Earlier this year, Coven Editions published Aedan Corey's chapbook, INUUJUNGA.  To help us learn more about the creative process and inspiration behind their latest work, Aedan has allowed us to pick their brain with a short series of questions.

INUUJUNGA is a beautiful collection of poems inspired by your own experiences as an Inuk woman.  What in particular drew you to telling these stories through the form of poetry rather than fiction or nonfiction?

I’ve always been really drawn to poetry as a form of expression. In this particular case I felt that telling these stories in the form of poetry would allow me as a writer to relay the details of each story in a way that kept the story intact but would also allow for the reader to make certain interpretations themselves.

Each poem in this collection explores a different aspect or memory of Northern life.  Why did you choose to tell these stories specifically?

When I got the idea for this collection, I envisioned it as basically a love letter to the North (my home) and to my youth. These stories are all in some way about my growth as an Inuk. I felt this was an important narrative to explore not only on a personal level (who am I, what did these events mean to me, etc) but on a public one as well in terms of Inuit representation.

The collection is primarily written in English with Inuktitut interspersed throughout.  How did you decide when and where to include translations?

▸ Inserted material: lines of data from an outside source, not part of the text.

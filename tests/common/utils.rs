use field_detection::snapshot::node_model::{InputKind, NodeId, SnapshotNode};

pub fn nid(s: &str) -> NodeId {
    NodeId(s.to_string())
}

/// Leaf node with an identity and nothing else.
pub fn node(id: &str) -> SnapshotNode {
    SnapshotNode {
        id: Some(nid(id)),
        ..SnapshotNode::default()
    }
}

pub fn labeled(id: &str, label: &str) -> SnapshotNode {
    SnapshotNode {
        label: Some(label.to_string()),
        ..node(id)
    }
}

pub fn hinted(id: &str, hints: &[&str]) -> SnapshotNode {
    SnapshotNode {
        hints: hints.iter().map(|h| h.to_string()).collect(),
        ..node(id)
    }
}

pub fn typed(id: &str, kind: InputKind) -> SnapshotNode {
    SnapshotNode {
        input_kind: Some(kind),
        ..node(id)
    }
}

pub fn resourced(id: &str, resource: &str) -> SnapshotNode {
    SnapshotNode {
        resource_id: Some(resource.to_string()),
        ..node(id)
    }
}

/// Editable text widget with current content.
pub fn editable(id: &str, text: &str) -> SnapshotNode {
    SnapshotNode {
        widget: Some("EditText".to_string()),
        text: Some(text.to_string()),
        ..node(id)
    }
}

/// Anonymous wrapper holding the given children, in order.
pub fn screen(children: Vec<SnapshotNode>) -> SnapshotNode {
    SnapshotNode {
        children,
        ..SnapshotNode::default()
    }
}

pub fn with_children(mut parent: SnapshotNode, children: Vec<SnapshotNode>) -> SnapshotNode {
    parent.children = children;
    parent
}

pub fn fixture(name: &str) -> String {
    let base = std::env::current_dir().unwrap();
    let path = base.join("tests").join("fixtures").join(name);
    std::fs::read_to_string(&path)
        .unwrap_or_else(|e| panic!("failed to read fixture {}: {}", path.display(), e))
}

/// Scratch path for trace/output artifacts, unique per process.
pub fn temp_path(name: &str) -> String {
    std::env::temp_dir()
        .join(format!("field_detection_{}_{}", std::process::id(), name))
        .display()
        .to_string()
}
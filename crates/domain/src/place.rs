//! Places — geocoded addresses returned by the address resolver.

use serde::{Deserialize, Serialize};

/// A WGS84 coordinate pair.
#[derive(Debug, Clone, Copy, PartialEq, Serialize, Deserialize)]
pub struct Coordinates {
    pub lat: f64,
    pub lng: f64,
}

/// One autocomplete candidate for a partially typed address.
#[derive(Debug, Clone, PartialEq, Eq, Serialize, Deserialize)]
#[serde(rename_all = "camelCase")]
pub struct PlaceSuggestion {
    pub place_id: String,
    pub main_text: String,
    pub secondary_text: String,
}

/// The address and position of a selected [`PlaceSuggestion`].
#[derive(Debug, Clone, PartialEq, Serialize, Deserialize)]
#[serde(rename_all = "camelCase")]
pub struct ResolvedAddress {
    pub formatted_address: String,
    pub lat: f64,
    pub lng: f64,
}

impl ResolvedAddress {
    /// Position of the resolved address.
    #[must_use]
    pub fn coordinates(&self) -> Coordinates {
        Coordinates {
            lat: self.lat,
            lng: self.lng,
        }
    }
}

Honestly, my first language is English, and I am in no way fluent in Inuktitut, but it felt only natural to include translations when and where I could. Language and language revitalization are definitely forms of medicine, and I wanted to involve them. Growing up my grandmother would try to teach me Inuktitut when I’d visit her and my grandfather in the summers, but over the period of the year I’d lose most of what I’d learned. There is definitely a sense of shame there in being unable to speak it fluently. I think including translations was, for me personally, about showing pride in my culture, and ultimately in myself for what I do happen to know, and continue to learn.

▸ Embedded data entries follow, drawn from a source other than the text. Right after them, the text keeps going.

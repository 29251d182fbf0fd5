//! Typed identifiers.
//!
//! Records owned by tripdesk use UUID-backed ids. Reference catalogs are
//! external tables keyed by opaque strings, so their keys wrap the raw text
//! unchanged (an empty key is representable and left to the validators).

use std::fmt;
use std::str::FromStr;

use serde::{Deserialize, Serialize};

macro_rules! define_id {
    ($(#[doc = $doc:expr])* $name:ident) => {
        $(#[doc = $doc])*
        #[derive(Debug, Clone, Copy, PartialEq, Eq, Hash, Serialize, Deserialize)]
        pub struct $name(uuid::Uuid);

        impl Default for $name {
            fn default() -> Self {
                Self(uuid::Uuid::new_v4())
            }
        }

        impl $name {
            /// Generate a new random identifier.
            #[must_use]
            pub fn new() -> Self {
                Self::default()
            }
        }

        impl fmt::Display for $name {
            fn fmt(&self, f: &mut fmt::Formatter<'_>) -> fmt::Result {
                self.0.fmt(f)
            }
        }

        impl FromStr for $name {
            type Err = uuid::Error;

            fn from_str(s: &str) -> Result<Self, Self::Err> {
                uuid::Uuid::parse_str(s).map(Self)
            }
        }
    };
}

macro_rules! define_key {
    ($(#[doc = $doc:expr])* $name:ident) => {
        $(#[doc = $doc])*
        #[derive(Debug, Clone, PartialEq, Eq, Hash, PartialOrd, Ord, Serialize, Deserialize)]
        #[serde(transparent)]
        pub struct $name(String);

        impl $name {
            /// Wrap a raw catalog key.
            #[must_use]
            pub fn new(key: impl Into<String>) -> Self {
                Self(key.into())
            }

            /// Borrow the raw key.
            #[must_use]
            pub fn as_str(&self) -> &str {
                &self.0
            }

            /// Whether the key is empty or whitespace only.
            #[must_use]
            pub fn is_blank(&self) -> bool {
                self.0.trim().is_empty()
            }
        }

        impl fmt::Display for $name {
            fn fmt(&self, f: &mut fmt::Formatter<'_>) -> fmt::Result {
                f.write_str(&self.0)
            }
        }

        impl From<&str> for $name {
            fn from(key: &str) -> Self {
                Self::new(key)
            }
        }

        impl From<String> for $name {
            fn from(key: String) -> Self {
                Self(key)
            }
        }
    };
}

define_id!(
    /// Unique identifier for a [`ServiceRequest`](crate::service_request::ServiceRequest).
    ServiceRequestId
);

define_key!(
    /// Key of a [`Company`](crate::catalog::Company) (the client of a trip).
    CompanyId
);

define_key!(
    /// Key of a [`Driver`](crate::catalog::Driver).
    DriverId
);

define_key!(
    /// Key of a [`Vehicle`](crate::catalog::Vehicle).
    VehicleId
);

define_key!(
    /// Key of a [`Municipality`](crate::catalog::Municipality).
    MunicipalityId
);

How do you hope the melding of both languages will affect the reader’s experience of your poetry?

I want the use of both English and Inuktitut to submerse the reader into the poetry. I feel language and culture often go hand in hand, and I hope that by using both languages I can make my stories accessible, but also provide a better understanding of the cultural context that they were written in.

What aspect of writing poetry do you find most frustrating? Most worthwhile?

The motivational aspect is definitely the most challenging for me. For a long time I actually wasn't writing, and it was entirely because I just couldn't find the motivation or the right combination of the words I wanted to say. So with that in mind, I think the most worthwhile part of writing poetry is getting past that block and seeing everything eventually come to fruition.

How are you adapting to writing in the midst of quarantine?  Has it been challenging to find inspiration or the motivation to write?  What keeps you going?

Quarantine has been such a strange experience in that I have all this inspiration, but (again) lack the motivation to act on any ideas I may have. What I've been doing to combat that is a mix of organizing my thoughts, while also being mindful that these are odd circumstances for everybody and it's okay if I'm a little less productive than I'd like to be.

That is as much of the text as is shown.